East Fork Of Boulder Creek
Plate 98X. East Fork of Boulder Creek 1953-2002 Viewed east across the East Fork of Boulder Creek to Boulder Top. The photopoint is on the rim just east of Halfmoon Lake and is the same as that for Plate 97x. Spruce have increased in height, density, and numbers, while aspen has declined. All aspen stands have been heavily invaded by conifers and most have not regenerated in 100 or more years due to excessive herbivory by cattle, elk, and deer. Note the cattle visible in the meadow in the retake. The stream channel pattern in the meadow is largely unchanged, but there appear to be fewer fresh gravel deposits today. Most of these streams are spring fed either in the opening itself or with 400 yards of the meadow. The East Fork of Boulder Creek does not actually flow off Boulder Top except, perhaps, in flood. The two ponds east of the main meadow appear more heavily vegetated, with less open water, in the retake than they did in 1953. This may be a function of the recent drought that has gripped southern Utah for several years, i.e. the water level has been lowered, which has allowed the growth of emergent vegetation.
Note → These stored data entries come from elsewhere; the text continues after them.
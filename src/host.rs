use crate::error::HostError;
use crate::types::{
    DeviceClass, DeviceIndex, DriverPose, Hand, InitError, ObjectId, TrackedDevicePose,
    MAX_TRACKED_DEVICE_COUNT,
};

/// Boundary to the host tracking runtime.
///
/// The host owns the device table, schedules ticks and consumes published
/// poses. All calls happen on the host's frame thread.
pub trait DriverHost {
    /// Class of the device in `index`. Absent slots report `DeviceClass::Invalid`.
    fn tracked_device_class(&self, index: DeviceIndex) -> Result<DeviceClass, HostError>;

    /// Raw controller role hint property of the device in `index`.
    fn controller_role_hint(&self, index: DeviceIndex) -> Result<i32, HostError>;

    /// Requests registration of a virtual device. `InitError::None` means accepted.
    ///
    /// `hand` is the handle the host uses afterwards to address the new device's lifecycle.
    fn tracked_device_added(&mut self, serial: &str, class: DeviceClass, hand: Hand) -> InitError;

    /// Fills `out` with the current pose of every physical device, keyed by index.
    fn raw_tracked_device_poses(&mut self, out: &mut [TrackedDevicePose]) -> Result<(), HostError>;

    /// Publishes the pose of an active virtual device. Fire and forget.
    fn tracked_device_pose_updated(&mut self, object_id: ObjectId, pose: &DriverPose);
}

/// Fixed-capacity copy of the host's device poses for one tick.
///
/// Reused across ticks so the frame path never allocates.
pub struct PoseSnapshot {
    poses: [TrackedDevicePose; MAX_TRACKED_DEVICE_COUNT],
    valid: bool,
}

impl PoseSnapshot {
    pub fn new() -> Self {
        Self {
            poses: [TrackedDevicePose::default(); MAX_TRACKED_DEVICE_COUNT],
            valid: false,
        }
    }

    /// Pulls the current poses from the host. On failure every lookup misses until the next refresh.
    pub fn refresh<H: DriverHost + ?Sized>(&mut self, host: &mut H) {
        match host.raw_tracked_device_poses(&mut self.poses) {
            Ok(()) => self.valid = true,
            Err(e) => {
                if self.valid {
                    log::warn!("Device pose query failed: {}", e);
                }
                self.valid = false;
            }
        }
    }

    /// Pose of the device in `index`, if the last refresh succeeded.
    pub fn get(&self, index: DeviceIndex) -> Option<&TrackedDevicePose> {
        if self.valid {
            self.poses.get(index.as_usize())
        } else {
            None
        }
    }

    /// Overwrites one entry and marks the snapshot valid.
    pub fn set(&mut self, index: DeviceIndex, pose: TrackedDevicePose) {
        self.poses[index.as_usize()] = pose;
        self.valid = true;
    }
}

impl Default for PoseSnapshot {
    fn default() -> Self {
        Self::new()
    }
}


#[cfg(test)]
mod tests {
    use super::mock::MockHost;
    use super::*;
    use crate::types::Quaternion;

    #[test]
    fn test_snapshot_misses_before_refresh() {
        let snapshot = PoseSnapshot::new();
        assert!(snapshot.get(DeviceIndex::new(0).unwrap()).is_none());
    }

    #[test]
    fn test_snapshot_refresh_and_failure() {
        let idx = DeviceIndex::new(4).unwrap();
        let mut host = MockHost::empty();
        host.track(4, Quaternion::IDENTITY, [1.0, 2.0, 3.0]);

        let mut snapshot = PoseSnapshot::new();
        snapshot.refresh(&mut host);
        let pose = snapshot.get(idx).unwrap();
        assert!(pose.pose_is_valid);
        assert_eq!(pose.device_to_absolute_tracking[1][3], 2.0);

        host.pose_query_error = Some(HostError::Failed(-1));
        snapshot.refresh(&mut host);
        assert!(snapshot.get(idx).is_none());
        assert_eq!(host.pose_queries, 2);
    }
}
The elevation of the meadow is 9,920 ft.
U.S. Geological Survey photograph taken by R.G. Luedke (No. 52) ca. 1953; retake by Charles E. Kay on August 5, 2002 - - Photo No. 5010-16. Original photograph held by U.S. Geological Survey Photographic Library, Denver, CO.
Conifer, Aspen, Wet Meadow
South West: Section 28, Range 4 East, Township 31 South; UTM 458800E, 4214450N; elevation 10,800 ft.